Estos «dobles etéricos» que se ven en torno a los cementerios han dado lugar a la creencia en fantasmas. Como su sustancia es mucho más fina que la del cuerpo terrenal, el doble etérico es mucho más susceptible a los impulsos y a las disonancias. Las perturbaciones de este cuerpo de luz astral provocan buena parte de las enfermedades. Paracelso enseñaba que una persona con una actitud mental malsana puede envenenar su propia naturaleza etérica y que esta infección, al desviarse del flujo natural de la fuerza vital, aparece más adelante como una dolencia física. Todas las plantas y los minerales tienen una naturaleza invisible compuesta por este archaeus, pero cada uno la manifiesta de una forma diferente. Con respecto a los cuerpos de luz astral de las flores, en 1650 Jacques Gaffarel escribió lo siguiente: «Respondo que, aunque se corten en trocitos, se machaquen en un mortero e incluso se quemen hasta reducirlas a cenizas, mantienen —por algún poder secreto y maravilloso de la naturaleza —, tanto en el jugo como en las cenizas, la misma forma y figura que tenían antes y, aunque no sea visible en ese momento, un artista puede, con arte, volverlas visibles a los ojos. Es posible que algunos —aquellos que solo leen los títulos de los libros— encuentren ridícula esta historia, pero quienes así lo deseen pueden verla confirmada, si recurren a las obras de M. du Chesne, S. de la Violette, uno de los mejores químicos que han dado nuestros tiempos, quien afirma que él mismo vio a un excelente médico polaco de Cracovia que guardaba en frascos las cenizas de casi todas las plantas conocidas, de modo que si alguien por curiosidad tenía deseos de ver alguna de ellas, por ejemplo, una rosa, en uno de sus frascos, él cogía el que contenía las cenizas de una rosa y lo sostenía sobre una vela encendida; en cuanto las cenizas comenzaban a sentir el calor, uno podía ver cómo empezaban a moverse y después se levantaban y se dispersaban por el frasco y uno observaba enseguida una especie de nubecilla negra, que se dividía en muchas partea hasta que, finalmente, acababa por representar una rosa, pero tan bella, tan fresca y tan perfecta que uno habría pensado que era tan sólida y olorosa como las que crecen en un rosal».
Según Paracelso, los trastornos del doble etérico eran la causa principal de enfermedad, de modo que trataba de volver a armonizar sus sustancias, poniéndolas en contacto con otros cuerpos cuya energía vital pudiese suministrarles los elementos necesarios o que tuviesen la fuerza suficiente para superar la enfermedad existente en el aura del enfermo.

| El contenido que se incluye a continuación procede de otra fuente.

//! Channel table of one connection and the collaborator-facing boundary.

use std::collections::HashMap;
use std::sync::Arc;

use bytes::Bytes;
use tokio::sync::{Mutex, RwLock};
use uuid::Uuid;

use super::channel::{ChannelSession, ChannelStats, ConsumeOptions, DeliveryOutcome};
use super::returns::{ReturnOutcome, ReturnPath, ReturnReason};
use super::sink::{ChannelSink, FrameSink, OutboundBlock};
use crate::access::{ObjectAttributes, Operation, Subject};
use crate::broker::{Broker, QueueHandle};
use crate::delivery::ReleaseSummary;
use crate::error::{AmqError, Result};
use crate::framing::{reply_code, ContentHeader, Frame, FrameCodec};
use crate::message::{DeliveryProperties, DeliveryTag, Message, PublishInfo};

type SharedChannel = Arc<Mutex<ChannelSession>>;

/// What happened to a published message.
#[derive(Debug, Clone, Copy, PartialEq, Eq)]
pub enum PublishOutcome {
    /// Enqueued on this many queues
    Routed(usize),
    /// Sent back to the publisher
    Returned(ReturnReason),
    /// Unroutable and not mandatory; dropped
    Discarded,
}

/// Result of feeding inbound bytes to a connection.
#[derive(Debug, Default)]
pub struct InboundReport {
    /// Bytes consumed; a trailing partial frame is not counted
    pub consumed: usize,
    /// Frames dispatched, successfully or not
    pub frames: usize,
    /// Per-channel failures, in arrival order. Channels hit by a protocol
    /// violation are already closed.
    pub errors: Vec<AmqError>,
}

impl InboundReport {
    /// Whether every frame was handled without error
    pub fn is_clean(&self) -> bool {
        self.errors.is_empty()
    }
}

/// One client connection.
///
/// Channels run independently: each call locks only the channel it names.
#[derive(Debug)]
pub struct Connection {
    id: Uuid,
    broker: Arc<Broker>,
    subject: Subject,
    codec: FrameCodec,
    sink: Arc<ChannelSink>,
    returns: ReturnPath,
    channels: Arc<RwLock<HashMap<u16, SharedChannel>>>,
}

impl Connection {
    /// Connection bound to `broker`; normally built by [`Broker::connect`]
    pub fn new(
        id: Uuid,
        broker: Arc<Broker>,
        subject: Subject,
        sink: Arc<ChannelSink>,
        returns: ReturnPath,
    ) -> Self {
        let codec = broker.codec();
        Self {
            id,
            broker,
            subject,
            codec,
            sink,
            returns,
            channels: Arc::new(RwLock::new(HashMap::new())),
        }
    }

    /// Connection id
    pub fn id(&self) -> Uuid {
        self.id
    }

    /// Authenticated principal
    pub fn subject(&self) -> &Subject {
        &self.subject
    }

    /// Negotiated codec
    pub fn codec(&self) -> FrameCodec {
        self.codec
    }

    /// Outbound sink shared by every channel
    pub fn sink(&self) -> &Arc<ChannelSink> {
        &self.sink
    }

    /// Open channel `channel`
    pub async fn open_channel(&self, channel: u16) -> Result<()> {
        let channel_max = self.broker.config().broker.channel_max;
        if channel == 0 || channel > channel_max {
            return Err(AmqError::violation(
                channel,
                reply_code::CHANNEL_ERROR,
                format!("channel id must be within 1..={channel_max}"),
            ));
        }

        let mut channels = self.channels.write().await;
        if channels.contains_key(&channel) {
            return Err(AmqError::ChannelExists(channel));
        }
        let sink: Arc<dyn FrameSink> = self.sink.clone();
        let session = ChannelSession::new(
            channel,
            self.subject.clone(),
            self.codec,
            sink,
            self.broker.gate().clone(),
        )
        .with_flow_config(&self.broker.config().flow);
        channels.insert(channel, Arc::new(Mutex::new(session)));
        Ok(())
    }

    /// Shared handle to one channel
    pub async fn channel(&self, channel: u16) -> Result<SharedChannel> {
        self.channels
            .read()
            .await
            .get(&channel)
            .cloned()
            .ok_or(AmqError::UnknownChannel(channel))
    }

    /// Open channel ids, sorted
    pub async fn channel_ids(&self) -> Vec<u16> {
        let mut ids: Vec<u16> = self.channels.read().await.keys().copied().collect();
        ids.sort_unstable();
        ids
    }

    /// Register a consumer; returns its tag
    pub async fn consume(
        &self,
        channel: u16,
        queue: Arc<dyn QueueHandle>,
        consumer_tag: &str,
        options: ConsumeOptions,
    ) -> Result<String> {
        let handle = self.channel(channel).await?;
        let result = handle.lock().await.consume(queue, consumer_tag, options);
        result
    }

    /// Cancel a consumer
    pub async fn cancel(&self, channel: u16, consumer_tag: &str) -> Result<()> {
        let handle = self.channel(channel).await?;
        let result = handle.lock().await.cancel(consumer_tag);
        result
    }

    /// Deliver to a consumer. `None` when nothing awaits acknowledgment:
    /// no-ack consumer, deferred, or blocked.
    pub async fn deliver(
        &self,
        message: Arc<Message>,
        props: DeliveryProperties,
        channel: u16,
        consumer_tag: &str,
    ) -> Result<Option<DeliveryTag>> {
        let outcome = self
            .deliver_outcome(message, props, channel, consumer_tag)
            .await?;
        Ok(match outcome {
            DeliveryOutcome::Delivered {
                tag, tracked: true, ..
            } => Some(tag),
            _ => None,
        })
    }

    /// Deliver to a consumer, reporting the full outcome
    pub async fn deliver_outcome(
        &self,
        message: Arc<Message>,
        props: DeliveryProperties,
        channel: u16,
        consumer_tag: &str,
    ) -> Result<DeliveryOutcome> {
        let handle = self.channel(channel).await?;
        let mut session = handle.lock().await;
        let result = session.deliver(message, props, consumer_tag);
        self.forget_if_closed(&session).await;
        result
    }

    /// Answer a basic.get
    pub async fn get_ok(
        &self,
        message: Arc<Message>,
        props: DeliveryProperties,
        queue: Arc<dyn QueueHandle>,
        channel: u16,
        queue_depth_after_get: u32,
    ) -> Result<DeliveryTag> {
        let handle = self.channel(channel).await?;
        let result = handle
            .lock()
            .await
            .get_ok(message, props, queue, queue_depth_after_get);
        result
    }

    /// Send basic.return on `channel` of this connection. Never fails.
    pub fn return_message(
        &self,
        publish_info: &PublishInfo,
        header: &ContentHeader,
        body: &Bytes,
        channel: u16,
        reply_code: u16,
        reply_text: &str,
    ) -> ReturnOutcome {
        self.returns
            .return_message(publish_info, header, body, channel, reply_code, reply_text)
    }

    /// Notify the peer that the broker closed `consumer_tag`
    pub async fn emit_auto_close(&self, channel: u16, consumer_tag: &str) -> Result<()> {
        let handle = self.channel(channel).await?;
        let result = handle.lock().await.emit_auto_close(consumer_tag);
        result
    }

    /// Submit a pre-built frame as-is
    pub fn write_frame(&self, frame: Frame) -> Result<()> {
        self.sink.submit(OutboundBlock::single(frame))
    }

    /// Peer acknowledgment
    pub async fn handle_ack(&self, channel: u16, tag: DeliveryTag, multiple: bool) -> Result<usize> {
        let handle = self.channel(channel).await?;
        let mut session = handle.lock().await;
        let result = session.handle_ack(tag, multiple);
        self.forget_if_closed(&session).await;
        result
    }

    /// Peer rejection; orphaned messages go back to their publishers
    pub async fn handle_reject(&self, channel: u16, tag: DeliveryTag, requeue: bool) -> Result<()> {
        let handle = self.channel(channel).await?;
        let mut session = handle.lock().await;
        let result = session.handle_reject(tag, requeue);
        self.forget_if_closed(&session).await;
        drop(session);
        self.return_orphans(result?);
        Ok(())
    }

    /// Decode and dispatch one inbound frame
    pub async fn handle_frame(&self, frame: &Frame) -> Result<()> {
        let handle = self.channel(frame.channel).await?;
        let mut session = handle.lock().await;
        let result = session.handle_frame(frame);
        self.forget_if_closed(&session).await;
        drop(session);
        self.return_orphans(result?);
        Ok(())
    }

    /// Decode every whole frame in `data` and dispatch it.
    ///
    /// A failure on one channel is recorded and the remaining frames are
    /// still dispatched; only an undecodable frame aborts the read, since
    /// the stream can no longer be delimited. A trailing partial frame is
    /// left for the next read.
    pub async fn handle_bytes(&self, data: &[u8]) -> Result<InboundReport> {
        let mut report = InboundReport::default();
        while let Some((frame, used)) = self.codec.decode_frame(&data[report.consumed..])? {
            report.consumed += used;
            if frame.channel == 0 {
                tracing::debug!("Connection {}: ignoring channel-0 frame", self.id);
                continue;
            }
            report.frames += 1;
            if let Err(e) = self.handle_frame(&frame).await {
                tracing::warn!(
                    "Connection {}: frame on channel {} failed: {}",
                    self.id,
                    frame.channel,
                    e
                );
                report.errors.push(e);
            }
        }
        Ok(report)
    }

    /// Pause or resume delivery on `channel`
    pub async fn set_flow(&self, channel: u16, active: bool) -> Result<Vec<DeliveryOutcome>> {
        let handle = self.channel(channel).await?;
        let mut session = handle.lock().await;
        let result = session.set_flow(active);
        self.forget_if_closed(&session).await;
        result
    }

    /// Route a message published on `channel`.
    ///
    /// Mandatory messages with no route and immediate messages with no
    /// ready consumer go back through the return path.
    pub async fn publish(&self, message: Message, channel: u16) -> Result<PublishOutcome> {
        {
            let handle = self.channel(channel).await?;
            let session = handle.lock().await;
            if session.is_closed() {
                return Err(AmqError::ChannelClosed(channel));
            }
        }

        let object = ObjectAttributes::named(message.exchange())
            .with("routing_key", message.routing_key())
            .with("channel", channel);
        self.broker
            .gate()
            .check(Operation::Publish, &self.subject, &object)?;

        let message = Arc::new(message.published_by(self.id, channel));
        let queues = self.broker.router().route(&message);

        if queues.is_empty() {
            if message.is_mandatory() {
                self.returns.return_for(&message, channel, ReturnReason::NoRoute);
                return Ok(PublishOutcome::Returned(ReturnReason::NoRoute));
            }
            tracing::debug!(
                "Discarding unroutable message {} (exchange='{}', key='{}')",
                message.id(),
                message.exchange(),
                message.routing_key()
            );
            return Ok(PublishOutcome::Discarded);
        }

        if message.is_immediate() && !queues.iter().any(|q| q.has_ready_consumer()) {
            self.returns
                .return_for(&message, channel, ReturnReason::NoConsumers);
            return Ok(PublishOutcome::Returned(ReturnReason::NoConsumers));
        }

        for queue in &queues {
            queue.enqueue(Arc::clone(&message));
        }
        Ok(PublishOutcome::Routed(queues.len()))
    }

    /// Close one channel and drop it from the table
    pub async fn close_channel(&self, channel: u16, requeue_outstanding: bool) -> Result<ReleaseSummary> {
        let handle = self.channel(channel).await?;
        let summary = handle.lock().await.close(requeue_outstanding)?;
        self.channels.write().await.remove(&channel);
        Ok(summary)
    }

    /// Auto-close idle consumers on every channel
    pub async fn reap_idle_consumers(&self) -> Result<usize> {
        let handles: Vec<SharedChannel> = self.channels.read().await.values().cloned().collect();
        let mut reaped = 0;
        for handle in handles {
            reaped += handle.lock().await.reap_idle_consumers()?.len();
        }
        Ok(reaped)
    }

    /// Per-channel statistics, by channel id
    pub async fn stats(&self) -> Vec<ChannelStats> {
        let handles: Vec<SharedChannel> = self.channels.read().await.values().cloned().collect();
        let mut stats = Vec::with_capacity(handles.len());
        for handle in handles {
            stats.push(handle.lock().await.stats());
        }
        stats.sort_by_key(|s| s.channel);
        stats
    }

    /// Close every channel, requeueing outstanding deliveries
    pub async fn close(&self) {
        let drained: Vec<(u16, SharedChannel)> = self.channels.write().await.drain().collect();
        for (id, handle) in drained {
            let mut session = handle.lock().await;
            if session.is_closed() {
                continue;
            }
            if let Err(e) = session.close(true) {
                tracing::warn!("Connection {}: closing channel {} failed: {}", self.id, id, e);
            }
        }
        self.broker.disconnect(self.id);
    }

    async fn forget_if_closed(&self, session: &ChannelSession) {
        if session.is_closed() {
            self.channels.write().await.remove(&session.id());
        }
    }

    fn return_orphans(&self, orphans: Vec<Arc<Message>>) {
        for message in orphans {
            let Some(publisher) = message.publisher() else {
                tracing::debug!("Discarding rejected message {} with no publisher", message.id());
                continue;
            };
            let path = if publisher.connection == self.id {
                Some(self.returns.clone())
            } else {
                self.broker.return_path(publisher.connection)
            };
            match path {
                Some(path) => {
                    path.return_for(&message, publisher.channel, ReturnReason::Rejected);
                },
                None => tracing::debug!(
                    "Publisher of message {} is gone; discarding",
                    message.id()
                ),
            }
        }
    }
}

Al eliminarse así su causa invisible, la dolencia no tardaba en desaparecer. Paracelso llamaba mumia al vehículo del archaeus, o fuerza vital. Un buen ejemplo de mumia física es la vacuna, que es el vehículo de un virus semiastral. Todo lo que sirviera como medio de transmisión del archaeus, ya sea orgánico o inorgánico, realmente físico o parcialmente espiritualizado, se denominaba mumia. La forma más universal de la mumia era el éter, que la ciencia moderna ha aceptado como una sustancia hipotética que actúa como medio entre el reino de la energía vital y el de la sustancia orgánica e inorgánica. Resulta prácticamente imposible controlar la energía universal si no es a través de alguno de sus vehículos (la mumia). Un buen ejemplo de esto es la comida. El hombre no se nutre de animales muertos ni de organismos vegetales, pero cuando incorpora a su cuerpo sus estructuras, lo primero que hace es adquirir control sobre la mumia, o doble etérico, del animal o la planta. Una vez logrado este control, el organismo humano dirige el flujo del archaeus hacia sus propios usos.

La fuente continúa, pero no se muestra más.